▶ **About this task**
Return the run of lines below that opens with the line containing "pub fn rows(&self)" and closes with the line containing "let parent_z = z.checked_sub(1)?;", keeping each one exact.

──────────────────────────────

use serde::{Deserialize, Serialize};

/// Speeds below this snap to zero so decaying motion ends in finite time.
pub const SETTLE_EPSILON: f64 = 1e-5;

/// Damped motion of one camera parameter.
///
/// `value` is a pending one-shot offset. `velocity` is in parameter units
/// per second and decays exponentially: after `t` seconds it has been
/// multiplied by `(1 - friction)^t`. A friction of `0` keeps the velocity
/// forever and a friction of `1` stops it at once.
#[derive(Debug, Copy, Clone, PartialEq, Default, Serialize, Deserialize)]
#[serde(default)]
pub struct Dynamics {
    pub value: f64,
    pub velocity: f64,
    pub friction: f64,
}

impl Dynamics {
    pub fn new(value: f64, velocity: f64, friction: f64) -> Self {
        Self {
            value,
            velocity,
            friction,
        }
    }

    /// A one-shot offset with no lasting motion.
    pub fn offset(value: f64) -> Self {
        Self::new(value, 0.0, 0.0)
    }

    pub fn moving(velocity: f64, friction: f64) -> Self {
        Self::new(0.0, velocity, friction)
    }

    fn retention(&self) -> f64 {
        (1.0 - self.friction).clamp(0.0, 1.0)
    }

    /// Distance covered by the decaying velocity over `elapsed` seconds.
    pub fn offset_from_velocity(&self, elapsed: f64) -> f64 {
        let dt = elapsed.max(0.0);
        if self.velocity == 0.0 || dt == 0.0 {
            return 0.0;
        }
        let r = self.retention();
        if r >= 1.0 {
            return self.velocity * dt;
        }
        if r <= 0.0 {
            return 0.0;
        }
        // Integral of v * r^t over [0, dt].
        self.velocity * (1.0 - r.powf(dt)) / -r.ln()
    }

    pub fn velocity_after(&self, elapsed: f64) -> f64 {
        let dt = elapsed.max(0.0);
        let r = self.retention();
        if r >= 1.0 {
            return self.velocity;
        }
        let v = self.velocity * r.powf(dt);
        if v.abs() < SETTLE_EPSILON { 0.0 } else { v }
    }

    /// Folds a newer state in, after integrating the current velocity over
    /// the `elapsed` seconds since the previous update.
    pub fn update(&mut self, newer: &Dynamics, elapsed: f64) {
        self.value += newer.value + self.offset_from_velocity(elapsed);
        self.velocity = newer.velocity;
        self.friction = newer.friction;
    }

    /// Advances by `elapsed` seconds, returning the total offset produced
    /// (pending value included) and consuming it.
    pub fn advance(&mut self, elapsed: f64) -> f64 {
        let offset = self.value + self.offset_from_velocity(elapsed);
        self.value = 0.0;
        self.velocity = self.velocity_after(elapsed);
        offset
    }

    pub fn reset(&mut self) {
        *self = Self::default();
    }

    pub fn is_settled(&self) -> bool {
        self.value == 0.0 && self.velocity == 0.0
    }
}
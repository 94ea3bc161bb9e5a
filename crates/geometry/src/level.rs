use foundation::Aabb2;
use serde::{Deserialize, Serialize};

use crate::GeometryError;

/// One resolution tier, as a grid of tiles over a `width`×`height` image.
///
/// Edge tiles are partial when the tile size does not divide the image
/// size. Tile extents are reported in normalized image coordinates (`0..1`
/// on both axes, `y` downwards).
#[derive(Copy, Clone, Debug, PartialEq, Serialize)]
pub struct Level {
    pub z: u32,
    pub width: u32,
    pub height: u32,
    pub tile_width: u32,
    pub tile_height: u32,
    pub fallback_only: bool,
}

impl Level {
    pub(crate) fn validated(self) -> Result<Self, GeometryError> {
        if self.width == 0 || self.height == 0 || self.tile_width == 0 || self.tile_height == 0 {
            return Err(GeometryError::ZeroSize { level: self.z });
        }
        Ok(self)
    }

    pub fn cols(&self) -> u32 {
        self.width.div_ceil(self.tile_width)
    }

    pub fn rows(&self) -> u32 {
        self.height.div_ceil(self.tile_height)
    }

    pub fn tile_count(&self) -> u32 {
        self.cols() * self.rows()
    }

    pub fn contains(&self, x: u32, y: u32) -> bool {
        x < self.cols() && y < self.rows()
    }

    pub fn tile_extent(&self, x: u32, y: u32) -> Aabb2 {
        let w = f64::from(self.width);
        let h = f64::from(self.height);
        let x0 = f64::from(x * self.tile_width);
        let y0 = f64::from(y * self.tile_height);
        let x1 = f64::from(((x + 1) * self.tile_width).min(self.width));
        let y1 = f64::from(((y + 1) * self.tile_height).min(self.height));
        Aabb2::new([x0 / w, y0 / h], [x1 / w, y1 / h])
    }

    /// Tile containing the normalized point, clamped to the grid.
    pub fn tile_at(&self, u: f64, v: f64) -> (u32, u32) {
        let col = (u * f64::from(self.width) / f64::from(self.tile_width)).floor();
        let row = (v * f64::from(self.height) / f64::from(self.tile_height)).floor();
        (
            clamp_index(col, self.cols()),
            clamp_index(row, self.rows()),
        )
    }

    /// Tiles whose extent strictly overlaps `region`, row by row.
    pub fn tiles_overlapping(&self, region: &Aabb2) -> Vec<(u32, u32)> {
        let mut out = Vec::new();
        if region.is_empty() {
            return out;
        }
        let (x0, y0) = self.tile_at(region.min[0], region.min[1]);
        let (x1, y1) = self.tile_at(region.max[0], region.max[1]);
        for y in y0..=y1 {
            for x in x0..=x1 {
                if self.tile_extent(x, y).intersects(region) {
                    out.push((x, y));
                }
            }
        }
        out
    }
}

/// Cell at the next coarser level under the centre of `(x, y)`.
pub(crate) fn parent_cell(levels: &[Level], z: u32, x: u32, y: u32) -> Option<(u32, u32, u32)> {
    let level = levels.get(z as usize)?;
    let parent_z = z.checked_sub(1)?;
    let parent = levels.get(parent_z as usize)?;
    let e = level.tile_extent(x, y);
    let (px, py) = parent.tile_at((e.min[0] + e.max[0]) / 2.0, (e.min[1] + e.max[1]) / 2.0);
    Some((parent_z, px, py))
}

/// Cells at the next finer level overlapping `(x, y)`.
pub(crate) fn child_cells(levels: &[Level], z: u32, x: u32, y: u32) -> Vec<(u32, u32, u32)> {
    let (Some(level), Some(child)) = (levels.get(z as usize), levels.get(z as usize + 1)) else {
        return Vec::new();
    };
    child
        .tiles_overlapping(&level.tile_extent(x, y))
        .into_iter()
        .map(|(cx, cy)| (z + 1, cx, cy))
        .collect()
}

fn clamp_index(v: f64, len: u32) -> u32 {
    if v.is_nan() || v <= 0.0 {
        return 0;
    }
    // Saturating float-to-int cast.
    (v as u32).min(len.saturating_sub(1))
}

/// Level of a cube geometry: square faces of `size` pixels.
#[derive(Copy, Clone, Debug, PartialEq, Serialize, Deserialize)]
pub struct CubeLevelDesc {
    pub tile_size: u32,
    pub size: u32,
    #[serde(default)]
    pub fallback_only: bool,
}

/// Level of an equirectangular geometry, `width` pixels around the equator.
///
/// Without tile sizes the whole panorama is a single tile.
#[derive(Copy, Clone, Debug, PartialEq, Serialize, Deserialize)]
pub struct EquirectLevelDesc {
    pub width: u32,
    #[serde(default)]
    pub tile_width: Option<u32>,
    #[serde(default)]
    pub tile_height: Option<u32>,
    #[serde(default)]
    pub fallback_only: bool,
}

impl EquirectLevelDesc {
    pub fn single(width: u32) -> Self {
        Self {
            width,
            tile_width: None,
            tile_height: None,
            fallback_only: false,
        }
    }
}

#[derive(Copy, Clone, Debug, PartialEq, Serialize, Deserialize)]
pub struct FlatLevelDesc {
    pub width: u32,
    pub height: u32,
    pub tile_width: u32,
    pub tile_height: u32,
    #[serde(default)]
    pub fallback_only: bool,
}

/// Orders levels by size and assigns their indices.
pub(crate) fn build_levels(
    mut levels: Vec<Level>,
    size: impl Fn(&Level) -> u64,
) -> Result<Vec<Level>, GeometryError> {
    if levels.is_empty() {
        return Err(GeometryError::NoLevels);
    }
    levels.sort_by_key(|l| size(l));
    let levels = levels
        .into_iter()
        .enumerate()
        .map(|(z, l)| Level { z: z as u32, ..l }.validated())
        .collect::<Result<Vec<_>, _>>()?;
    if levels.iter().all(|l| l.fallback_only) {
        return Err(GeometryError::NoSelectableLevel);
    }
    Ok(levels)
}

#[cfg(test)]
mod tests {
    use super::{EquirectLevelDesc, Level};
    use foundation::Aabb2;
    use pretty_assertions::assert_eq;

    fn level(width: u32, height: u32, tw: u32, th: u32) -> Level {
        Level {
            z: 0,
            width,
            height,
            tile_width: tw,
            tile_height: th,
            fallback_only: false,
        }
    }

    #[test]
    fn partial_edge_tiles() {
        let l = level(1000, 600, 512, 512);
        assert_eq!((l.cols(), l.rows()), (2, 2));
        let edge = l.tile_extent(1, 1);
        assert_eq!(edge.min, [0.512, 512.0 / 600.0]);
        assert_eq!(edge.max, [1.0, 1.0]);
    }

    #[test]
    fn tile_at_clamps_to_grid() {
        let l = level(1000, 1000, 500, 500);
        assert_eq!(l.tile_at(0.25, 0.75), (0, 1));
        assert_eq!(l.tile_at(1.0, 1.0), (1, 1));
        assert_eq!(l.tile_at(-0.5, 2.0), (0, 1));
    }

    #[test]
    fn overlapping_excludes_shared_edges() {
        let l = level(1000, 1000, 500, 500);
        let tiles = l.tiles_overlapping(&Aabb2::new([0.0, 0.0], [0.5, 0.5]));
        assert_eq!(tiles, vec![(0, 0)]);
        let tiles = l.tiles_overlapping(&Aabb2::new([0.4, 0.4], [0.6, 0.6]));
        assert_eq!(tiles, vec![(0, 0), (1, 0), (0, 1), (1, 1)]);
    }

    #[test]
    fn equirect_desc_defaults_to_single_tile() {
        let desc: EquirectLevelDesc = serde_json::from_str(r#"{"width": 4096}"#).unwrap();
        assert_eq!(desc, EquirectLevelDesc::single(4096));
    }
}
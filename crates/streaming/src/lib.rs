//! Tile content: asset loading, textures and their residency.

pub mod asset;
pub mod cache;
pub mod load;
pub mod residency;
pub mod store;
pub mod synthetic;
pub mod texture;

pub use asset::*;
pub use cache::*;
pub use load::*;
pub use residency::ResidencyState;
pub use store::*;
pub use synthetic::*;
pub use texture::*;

──────────────────────────────

▶ **Expected output**
    pub fn rows(&self) -> u32 {
        self.height.div_ceil(self.tile_height)
    }

    pub fn tile_count(&self) -> u32 {
        self.cols() * self.rows()
    }

    pub fn contains(&self, x: u32, y: u32) -> bool {
        x < self.cols() && y < self.rows()
    }

    pub fn tile_extent(&self, x: u32, y: u32) -> Aabb2 {
        let w = f64::from(self.width);
        let h = f64::from(self.height);
        let x0 = f64::from(x * self.tile_width);
        let y0 = f64::from(y * self.tile_height);
        let x1 = f64::from(((x + 1) * self.tile_width).min(self.width));
        let y1 = f64::from(((y + 1) * self.tile_height).min(self.height));
        Aabb2::new([x0 / w, y0 / h], [x1 / w, y1 / h])
    }

    /// Tile containing the normalized point, clamped to the grid.
    pub fn tile_at(&self, u: f64, v: f64) -> (u32, u32) {
        let col = (u * f64::from(self.width) / f64::from(self.tile_width)).floor();
        let row = (v * f64::from(self.height) / f64::from(self.tile_height)).floor();
        (
            clamp_index(col, self.cols()),
            clamp_index(row, self.rows()),
        )
    }

    /// Tiles whose extent strictly overlaps `region`, row by row.
    pub fn tiles_overlapping(&self, region: &Aabb2) -> Vec<(u32, u32)> {
        let mut out = Vec::new();
        if region.is_empty() {
            return out;
        }
        let (x0, y0) = self.tile_at(region.min[0], region.min[1]);
        let (x1, y1) = self.tile_at(region.max[0], region.max[1]);
        for y in y0..=y1 {
            for x in x0..=x1 {
                if self.tile_extent(x, y).intersects(region) {
                    out.push((x, y));
                }
            }
        }
        out
    }
}

/// Cell at the next coarser level under the centre of `(x, y)`.
pub(crate) fn parent_cell(levels: &[Level], z: u32, x: u32, y: u32) -> Option<(u32, u32, u32)> {
    let level = levels.get(z as usize)?;
    let parent_z = z.checked_sub(1)?;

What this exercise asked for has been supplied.